O outono florido de Marina Perez. Foto: Edy Fernandes
Lança Perfume
*Então pensa a empresa condenada: bastaria conversar com o sindicato dos trabalhadores?
Nem precisaria da autorização do sindicato para a dispensa, somente um diálogo evitaria essa condenação milionária?”. Faltou a terapia sindical.
“Se o empregador tivesse sentado no divã do sindicato, não precisaria pagar a conta milionária que lhe foi imposta”.
Troquemos a assessoria jurídica, por terapia. “Antes e depois da sentença”.
*Termina o juiz Otávio Torres Calvet: “Sou magistrado há quase 24 anos e hoje compreendo exatamente o sentimento do ex-ministro do STF, Eros Grau”.
“Eros Grau, na sua clássica obra, “Por que tenho medo dos juízes?". A próxima edição poderia evoluir seu título para: "Por que morro de medo dos juízes?".
Resumindo e simplificando: A Fogo de Chão foi condenada a pagar R$17 milhões por “danos morais coletivos” e promover demissão em massa sem prévia negociação coletiva.
Uma decisão em meio ao caos, quando empreendedores e comerciantes estão impedidos de trabalhar.
Impedidos de trabalhar, mas obrigados a continuar pagando impostos e encargos referentes ao negócio, sem contar o salário dos funcionários.
A empresa “sólida, no Brasil e no exterior”, faz com que ela tenha “mais capital para administrar a crise do que cem famílias que, abruptamente, perderam sua fonte de renda”.
Renda “e o importantíssimo benefício do plano de saúde”. Daí os R$17 milhões e a obrigação da recontratação dos funcionários.
Ainda segundo o órgão, a Fogo de Chão deveria ter dialogado com o ente sindical, “buscando uma saída menos injusta para os empregados”.
“Se tivesse aberto este canal, não teria feito as rescisões com corte de direito.
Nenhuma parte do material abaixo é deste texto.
//! Per-option selection values

use super::catalog::OptionKey;
use serde::{Deserialize, Serialize};
use std::collections::BTreeMap;
use std::fmt;

/// A decided option value
///
/// `Bool(false)` means "explicitly suppress"; an absent key means "let
/// Bundler decide". The two are never conflated.
#[derive(Debug, Clone, PartialEq, Eq, Serialize, Deserialize)]
#[serde(untagged)]
pub enum OptionValue {
    Bool(bool),
    Text(String),
}

impl OptionValue {
    pub fn text(value: impl Into<String>) -> Self {
        OptionValue::Text(value.into())
    }

    pub fn as_bool(&self) -> Option<bool> {
        match self {
            OptionValue::Bool(b) => Some(*b),
            OptionValue::Text(_) => None,
        }
    }

    pub fn as_text(&self) -> Option<&str> {
        match self {
            OptionValue::Text(s) => Some(s.as_str()),
            OptionValue::Bool(_) => None,
        }
    }
}

impl From<bool> for OptionValue {
    fn from(value: bool) -> Self {
        OptionValue::Bool(value)
    }
}

impl From<&str> for OptionValue {
    fn from(value: &str) -> Self {
        OptionValue::Text(value.to_string())
    }
}

impl fmt::Display for OptionValue {
    fn fmt(&self, f: &mut fmt::Formatter<'_>) -> fmt::Result {
        match self {
            OptionValue::Bool(b) => write!(f, "{}", b),
            OptionValue::Text(s) => write!(f, "{:?}", s),
        }
    }
}

/// Final options mapping: only keys the user decided on
pub type OptionMap = BTreeMap<OptionKey, OptionValue>;

/// Untyped options as read back from YAML (presets, last-used)
pub type RawOptions = BTreeMap<String, serde_yaml::Value>;

/// Interpret a raw YAML value as an option value, if it has a usable shape
pub fn from_yaml(value: &serde_yaml::Value) -> Option<OptionValue> {
    match value {
        serde_yaml::Value::Bool(b) => Some(OptionValue::Bool(*b)),
        serde_yaml::Value::String(s) => Some(OptionValue::Text(s.clone())),
        _ => None,
    }
}

/// Convert raw options into a typed map, dropping unknown keys and values of
/// the wrong shape. Used for wizard seeds, which are advisory.
pub fn parse_lenient(raw: &RawOptions) -> OptionMap {
    raw.iter()
        .filter_map(|(name, value)| {
            let key = name.parse::<OptionKey>().ok()?;
            Some((key, from_yaml(value)?))
        })
        .collect()
}

/// Convert a typed map back into raw YAML form for persistence
pub fn to_raw(options: &OptionMap) -> RawOptions {
    options
        .iter()
        .map(|(key, value)| {
            let yaml = match value {
                OptionValue::Bool(b) => serde_yaml::Value::Bool(*b),
                OptionValue::Text(s) => serde_yaml::Value::String(s.clone()),
            };
            (key.as_str().to_string(), yaml)
        })
        .collect()
}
Teria evitado tanto sofrimento para seus empregados”, concluiu.
Esta “história absurda” não lembra apenas Eros Grau na sua clássica obra, "Por que tenho medo dos juízes?". Ou "Por que morro de medo dos juízes?".
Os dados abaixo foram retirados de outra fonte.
//! Executes the assembled `bundle gem` command, or prints it in dry-run mode

use crate::error::{Error, Result};
use std::io::Write;
use std::process::Stdio;
use tokio::process::Command as TokioCommand;

pub struct Runner<W: Write> {
    out: W,
    dry_run: bool,
}

impl Runner<std::io::Stdout> {
    pub fn stdout(dry_run: bool) -> Self {
        Self::new(std::io::stdout(), dry_run)
    }
}

impl<W: Write> Runner<W> {
    pub fn new(out: W, dry_run: bool) -> Self {
        Self { out, dry_run }
    }

    pub fn is_dry_run(&self) -> bool {
        self.dry_run
    }

    /// Run `command` with inherited stdio, failing on a non-zero exit
    pub async fn run(&mut self, command: &[String]) -> Result<()> {
        let shown = command.join(" ");

        if self.dry_run {
            writeln!(self.out, "{}", shown)?;
            return Ok(());
        }

        let Some((program, args)) = command.split_first() else {
            return Err(Error::Internal("empty command".to_string()));
        };

        tracing::debug!(command = %shown, "running");
        let status = TokioCommand::new(program)
            .args(args)
            .stdin(Stdio::inherit())
            .stdout(Stdio::inherit())
            .stderr(Stdio::inherit())
            .status()
            .await
            .map_err(|e| {
                tracing::debug!(error = %e, "spawn failed");
                Error::CommandFailed(shown.clone())
            })?;

        if status.success() {
            Ok(())
        } else {
            tracing::debug!(code = ?status.code(), "command exited unsuccessfully");
            Err(Error::CommandFailed(shown))
        }
    }
}

#[cfg(test)]
mod tests {
    use super::*;

    fn command(parts: &[&str]) -> Vec<String> {
        parts.iter().map(|s| s.to_string()).collect()
    }

    #[tokio::test]
    async fn test_dry_run_prints_command() {
        let mut out = Vec::new();
        Runner::new(&mut out, true)
            .run(&command(&["bundle", "gem", "demo", "--exe"]))
            .await
            .unwrap();
        assert_eq!(String::from_utf8(out).unwrap(), "bundle gem demo --exe\n");
    }

    #[tokio::test]
    async fn test_failed_command_reports_it() {
        let mut runner = Runner::new(Vec::new(), false);
        let err = runner
            .run(&command(&["definitely-not-a-real-program", "gem"]))
            .await
            .unwrap_err();
        assert_eq!(
            err.to_string(),
            "Command failed: definitely-not-a-real-program gem"
        );
    }

    #[tokio::test]
    async fn test_empty_command_is_internal_error() {
        let mut runner = Runner::new(Vec::new(), false);
        assert!(matches!(runner.run(&[]).await, Err(Error::Internal(_))));
    }
}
Lembra também Rui Barbosa (1849-1923), em frase desenterrada, descoberta e perfeita desde que o Poder Judiciário virou “global”, desde o Mensalão, passando pelo “Petrolão” e infinitos etc.
Quando Rui Barbosa avisou e ensinou: “A pior ditadura é a ditadura do Poder Judiciário. Contra ela, não há a quem recorrer”.
Quem manda no Brasil? O presidente da República? Definitivamente não.
Quem pode cortar a cabeça do carrasco? Ninguém.